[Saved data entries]

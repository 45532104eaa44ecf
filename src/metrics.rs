use std::sync::atomic::{AtomicUsize, Ordering};
use std::sync::Arc;

use once_cell::sync::Lazy;

/// Global runtime metrics for the collector.
///
/// Purpose:
/// - Track live workers
/// - Track completed rounds and rendered snapshots
/// - Track decode volume and failures
///
/// Design:
/// - Lock-free (Atomics)
/// - Cheap to update
/// - Safe in async + multithreaded contexts
#[derive(Default)]
pub struct RuntimeMetrics {
    // Workers
    pub workers_active: AtomicUsize,
    pub binding_errors: AtomicUsize,

    // Rounds
    pub rounds_completed: AtomicUsize,
    pub snapshots_presented: AtomicUsize,

    // Throughput
    pub records_decoded: AtomicUsize,
    pub fetch_errors: AtomicUsize,
}

impl RuntimeMetrics {
    /// One-line summary, used by the periodic reporter and at exit.
    pub fn summary(&self) -> String {
        format!(
            "[METRICS] workers={} binding_err={} rounds={} snapshots={} decoded={} fetch_err={}",
            self.workers_active.load(Ordering::Relaxed),
            self.binding_errors.load(Ordering::Relaxed),
            self.rounds_completed.load(Ordering::Relaxed),
            self.snapshots_presented.load(Ordering::Relaxed),
            self.records_decoded.load(Ordering::Relaxed),
            self.fetch_errors.load(Ordering::Relaxed),
        )
    }
}

/// Global metrics registry (singleton)
pub static METRICS: Lazy<Arc<RuntimeMetrics>> =
    Lazy::new(|| Arc::new(RuntimeMetrics::default()));
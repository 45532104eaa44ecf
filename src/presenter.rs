//! Output side of the collector.
//!
//! Everything that reaches the console or the disk goes through a
//! `Presenter`. The engine only hands over records, series and round
//! snapshots; layout, field filtering for display and persistence are
//! decided here.

use std::fs;
use std::io::Write;
use std::path::{Path, PathBuf};
use std::sync::Mutex;
use std::sync::atomic::Ordering;

use log::{info, warn};
use serde::Deserialize;

use crate::{
    collector::aggregator::{Column, Snapshot},
    error::Result,
    metrics::METRICS,
    schema::FlatRecord,
    util,
};

const COLUMN_WIDTH: usize = 15;
const TIMESTAMP_WIDTH: usize = 25;

/// Tabular (fixed width) or delimited (comma separated) output.
#[derive(Debug, Clone, Copy, Default, PartialEq, Eq, Deserialize)]
#[serde(rename_all = "lowercase")]
pub enum Layout {
    #[default]
    Table,
    Csv,
}

/// Formatting hints shared by every render call of one presenter.
#[derive(Debug, Clone)]
pub struct RenderHints {
    /// Fields to show, in this order. Empty means all.
    pub fields: Vec<String>,

    /// Field holding the Unix-seconds timestamp.
    pub timestamp_field: String,

    pub layout: Layout,

    /// When set, snapshots render as one matrix of this field per asset.
    pub matrix_field: Option<String>,

    /// When set, snapshot columns are also written as CSV files here.
    pub csv_dir: Option<PathBuf>,
}

impl Default for RenderHints {
    fn default() -> Self {
        Self {
            fields: Vec::new(),
            timestamp_field: "timestamp".to_string(),
            layout: Layout::Table,
            matrix_field: None,
            csv_dir: None,
        }
    }
}

/// Consumer of everything the engine produces.
///
/// THREAD SAFETY:
/// - Called concurrently from every streaming worker
/// - Implementations serialize their own output
pub trait Presenter: Send + Sync {
    /// Latest record of one asset (streaming mode).
    fn present_record(&self, label: &str, record: &FlatRecord);

    /// Series of one asset (streaming mode).
    fn present_series(&self, label: &str, records: &[FlatRecord]);

    /// One complete synchronized round.
    fn present_snapshot(&self, snapshot: &Snapshot) -> Result<()>;

    /// Single-line user notice.
    fn notice(&self, message: &str);
}

/// Console presenter with optional CSV persistence.
///
/// All writes share one lock so lines of concurrent workers never
/// interleave.
pub struct ConsolePresenter {
    hints: RenderHints,
    out: Mutex<Box<dyn Write + Send>>,
}

impl ConsolePresenter {
    pub fn new(hints: RenderHints) -> Self {
        Self::with_writer(hints, Box::new(std::io::stdout()))
    }

    pub fn with_writer(hints: RenderHints, out: Box<dyn Write + Send>) -> Self {
        Self {
            hints,
            out: Mutex::new(out),
        }
    }

    fn emit(&self, text: &str) {
        let mut out = self.out.lock().unwrap_or_else(|e| e.into_inner());
        if let Err(e) = writeln!(out, "{}", text).and_then(|_| out.flush()) {
            warn!("console write failed: {}", e);
        }
    }

    fn write_csv(&self, dir: &Path, column: &Column) -> Result<Option<PathBuf>> {
        let Some(last) = column.records.last() else {
            return Ok(None);
        };

        let stamp = last
            .get(&self.hints.timestamp_field)
            .map(util::timestamp_to_file_stamp)
            .unwrap_or_else(|| util::now_ms().to_string());
        let path = dir.join(format!("{}_{}.csv", column.label.replace('/', "_"), stamp));

        let body = format_table(
            &column.records,
            &format!("{}_", column.label),
            &self.hints.timestamp_field,
            &self.hints.fields,
            Layout::Csv,
        );

        fs::create_dir_all(dir)?;
        fs::write(&path, body)?;
        Ok(Some(path))
    }
}

impl Presenter for ConsolePresenter {
    fn present_record(&self, label: &str, record: &FlatRecord) {
        let line = format_record_line(label, record, &self.hints.fields);
        self.emit(&format!("{}\n{}", line, "-".repeat(50)));
    }

    fn present_series(&self, label: &str, records: &[FlatRecord]) {
        let table = format_table(
            records,
            &format!("{}-", label),
            &self.hints.timestamp_field,
            &self.hints.fields,
            self.hints.layout,
        );
        self.emit(&table);
    }

    fn present_snapshot(&self, snapshot: &Snapshot) -> Result<()> {
        METRICS.snapshots_presented.fetch_add(1, Ordering::Relaxed);

        if let Some(field) = &self.hints.matrix_field {
            self.emit(&format_matrix(snapshot, field, &self.hints.timestamp_field));
            return Ok(());
        }

        // a failed file never stops the remaining columns; the first error is returned
        let mut first_error = None;

        for column in &snapshot.columns {
            if column.failed {
                self.emit(&format!("{}: no data this round.", column.label));
                continue;
            }

            self.present_series(&column.label, &column.records);

            if let Some(dir) = &self.hints.csv_dir {
                match self.write_csv(dir, column) {
                    Ok(Some(path)) => {
                        info!("{} written to disk", path.display());
                        self.emit(&format!("{} written to disk.\n", path.display()));
                    }
                    Ok(None) => {}
                    Err(e) => {
                        warn!("{}: csv not written: {}", column.label, e);
                        first_error.get_or_insert(e);
                    }
                }
            }
        }

        match first_error {
            Some(e) => Err(e),
            None => Ok(()),
        }
    }

    fn notice(&self, message: &str) {
        self.emit(message);
    }
}

/// `LABEL << k1: v1 << k2: v2`
///
/// With an allow-list, fields follow the allow-list order and missing ones
/// are skipped.
pub fn format_record_line(label: &str, record: &FlatRecord, fields: &[String]) -> String {
    let parts: Vec<String> = if fields.is_empty() {
        record.iter().map(|(k, v)| format!("{k}: {v}")).collect()
    } else {
        fields
            .iter()
            .filter_map(|f| record.get(f).map(|v| format!("{f}: {v}")))
            .collect()
    };

    let mut line = format!("{label} << ");
    line.push_str(&parts.join(" << "));
    line
}

/// Renders a series as a table or as CSV.
///
/// The header comes from the first record's keys (restricted to `fields`
/// when given), each prefixed with `prefix`. Cells of `timestamp_field` are
/// rendered as UTC date-times.
pub fn format_table(
    records: &[FlatRecord],
    prefix: &str,
    timestamp_field: &str,
    fields: &[String],
    layout: Layout,
) -> String {
    let Some(first) = records.first() else {
        return String::new();
    };

    let header: Vec<&str> = if fields.is_empty() {
        first.keys().collect()
    } else {
        fields.iter().map(String::as_str).filter(|f| first.contains_key(f)).collect()
    };

    let cell = |record: &FlatRecord, key: &str| -> String {
        match record.get(key) {
            Some(v) if key == timestamp_field => util::timestamp_to_string(v),
            Some(v) => v.to_string(),
            None => String::new(),
        }
    };

    let mut out = String::new();
    match layout {
        Layout::Csv => {
            let names: Vec<String> = header.iter().map(|h| format!("{prefix}{h}")).collect();
            out.push_str(&names.join(","));
            out.push('\n');
            for record in records {
                let row: Vec<String> = header.iter().map(|h| cell(record, h)).collect();
                out.push_str(&row.join(","));
                out.push('\n');
            }
        }
        Layout::Table => {
            let width = COLUMN_WIDTH + prefix.len();
            let rule = "-".repeat(header.len() * width);

            for h in &header {
                out.push_str(&format!("{:<width$}", format!("{prefix}{h}")));
            }
            out.push('\n');
            out.push_str(&rule);
            out.push('\n');
            for record in records {
                for h in &header {
                    out.push_str(&format!("{:<width$}", cell(record, h)));
                }
                out.push('\n');
            }
            out.push_str(&rule);
            out.push('\n');
        }
    }
    out
}

/// Renders one field of every column side by side, rows aligned by position.
///
/// The timestamp column comes from the first populated column. Shorter
/// columns get empty cells; failed columns are flagged in the header.
pub fn format_matrix(snapshot: &Snapshot, field: &str, timestamp_field: &str) -> String {
    let rule = "-".repeat(TIMESTAMP_WIDTH + COLUMN_WIDTH * snapshot.columns.len());
    let mut out = String::new();

    out.push_str(&format!("{:<w$}", "Timestamp", w = TIMESTAMP_WIDTH));
    for column in &snapshot.columns {
        let name = if column.failed {
            format!("{} (failed)", column.label)
        } else {
            column.label.clone()
        };
        out.push_str(&format!("{:<w$}", name, w = COLUMN_WIDTH));
    }
    out.push('\n');
    out.push_str(&rule);
    out.push('\n');

    let clock = snapshot.populated().next();
    for row in 0..snapshot.row_count() {
        let ts = clock
            .and_then(|c| c.records.get(row))
            .and_then(|r| r.get(timestamp_field))
            .map(util::timestamp_to_string)
            .unwrap_or_default();
        out.push_str(&format!("{:<w$}", ts, w = TIMESTAMP_WIDTH));

        for column in &snapshot.columns {
            let value = column
                .records
                .get(row)
                .and_then(|r| r.get(field))
                .unwrap_or("");
            out.push_str(&format!("{:<w$}", value, w = COLUMN_WIDTH));
        }
        out.push('\n');
    }
    out.push_str(&rule);
    out.push('\n');
    out
}
use std::collections::HashSet;
use std::sync::atomic::{AtomicU64, Ordering};
use std::time::Duration;

use log::{debug, info};

use crate::{
    decoder::{FlatRecordDecoder, RecordListDecoder},
    error::{CollectorError, Result},
    metrics::METRICS,
    schema::{FlatRecord, RecordSequence, SeriesParams},
};

use super::source::DataSource;

const BASE_URL: &str = "https://www.bitstamp.net/api/v2/";
const USER_AGENT: &str = "Mozilla/5.0";

/// Default wait budget for one request.
pub const DEFAULT_REQUEST_BUDGET: Duration = Duration::from_secs(100);

/// Bitstamp public REST API source
///
/// REST:
/// https://www.bitstamp.net/api/v2/
///
/// Notes:
/// - No auth
/// - Pair identifiers are lowercase, no separator: "btcusd"
/// - Every value comes back as a string (or a bare number); both are kept as text
/// - ticker/ without a pair lists every tradable pair, which is how the
///   known-identifier set is built
pub struct BitstampSource {
    client: reqwest::Client,
    base_url: String,
    budget_ms: AtomicU64,
    identifiers: HashSet<String>,
}

impl BitstampSource {
    /// Connects to the public API and loads the known pairs.
    ///
    /// Fails if the pair list cannot be retrieved; an empty pair list is
    /// accepted and simply makes every binding invalid.
    pub async fn connect(budget: Duration) -> Result<Self> {
        Self::connect_to(BASE_URL, budget).await
    }

    pub async fn connect_to(base_url: &str, budget: Duration) -> Result<Self> {
        let mut source = Self::with_identifiers(base_url, budget, HashSet::new())?;

        let url = format!("{}ticker/", source.base_url);
        let body = source.get_text(&url, "ticker/").await?;
        source.identifiers = RecordListDecoder::decode(&body)
            .iter()
            .filter_map(|r| r.get("pair"))
            .map(normalize_pair)
            .collect();

        info!(
            "bitstamp: {} tradable pairs loaded",
            source.identifiers.len()
        );

        Ok(source)
    }

    /// Builds a source with a fixed identifier set, without any network call.
    pub fn with_identifiers(
        base_url: &str,
        budget: Duration,
        identifiers: HashSet<String>,
    ) -> Result<Self> {
        let client = reqwest::Client::builder()
            .user_agent(USER_AGENT)
            .build()
            .map_err(|e| CollectorError::Configuration(format!("http client: {e}")))?;

        let mut base_url = base_url.to_string();
        if !base_url.ends_with('/') {
            base_url.push('/');
        }

        Ok(Self {
            client,
            base_url,
            budget_ms: AtomicU64::new(budget.as_millis() as u64),
            identifiers,
        })
    }

    fn latest_url(&self, identifier: &str) -> String {
        format!("{}ticker/{}/", self.base_url, identifier)
    }

    fn series_url(&self, identifier: &str, params: &SeriesParams) -> String {
        let mut url = format!("{}ohlc/{}/", self.base_url, identifier);
        if !params.is_empty() {
            let query: Vec<String> = params.iter().map(|(k, v)| format!("{k}={v}")).collect();
            url.push('?');
            url.push_str(&query.join("&"));
        }
        url
    }

    async fn get_text(&self, url: &str, identifier: &str) -> Result<String> {
        debug!("bitstamp GET {}", url);

        let response = self
            .client
            .get(url)
            .timeout(self.request_budget())
            .send()
            .await
            .and_then(|r| r.error_for_status())
            .map_err(|e| {
                METRICS.fetch_errors.fetch_add(1, Ordering::Relaxed);
                CollectorError::transport(identifier, e)
            })?;

        response.text().await.map_err(|e| {
            METRICS.fetch_errors.fetch_add(1, Ordering::Relaxed);
            CollectorError::transport(identifier, e)
        })
    }
}

#[async_trait::async_trait]
impl DataSource for BitstampSource {
    fn name(&self) -> &'static str {
        "bitstamp"
    }

    async fn fetch_latest(&self, identifier: &str) -> Result<FlatRecord> {
        let body = self.get_text(&self.latest_url(identifier), identifier).await?;
        let record = FlatRecordDecoder::decode(&body);

        METRICS.records_decoded.fetch_add(1, Ordering::Relaxed);
        Ok(record)
    }

    async fn fetch_series(&self, identifier: &str, params: &SeriesParams) -> Result<RecordSequence> {
        let body = self
            .get_text(&self.series_url(identifier, params), identifier)
            .await?;
        let records = RecordListDecoder::decode(&body);

        METRICS.records_decoded.fetch_add(records.len(), Ordering::Relaxed);
        Ok(records)
    }

    fn compose_pair_identifier(&self, symbol: &str, pairing: &str) -> String {
        format!("{}{}", symbol.to_lowercase(), pairing.to_lowercase())
    }

    fn known_identifiers(&self) -> &HashSet<String> {
        &self.identifiers
    }

    fn set_request_budget(&self, budget: Duration) {
        self.budget_ms
            .store(budget.as_millis() as u64, Ordering::Relaxed);
    }

    fn request_budget(&self) -> Duration {
        Duration::from_millis(self.budget_ms.load(Ordering::Relaxed))
    }
}

/// "BTC/USD" -> "btcusd"
fn normalize_pair(pair: &str) -> String {
    pair.chars()
        .filter(|c| *c != '/')
        .flat_map(char::to_lowercase)
        .collect()
}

§ **What the exercise asks**: Every line of the records above that contains the word "disk" should be counted, and only the total given.

§ **Output of the task**: 3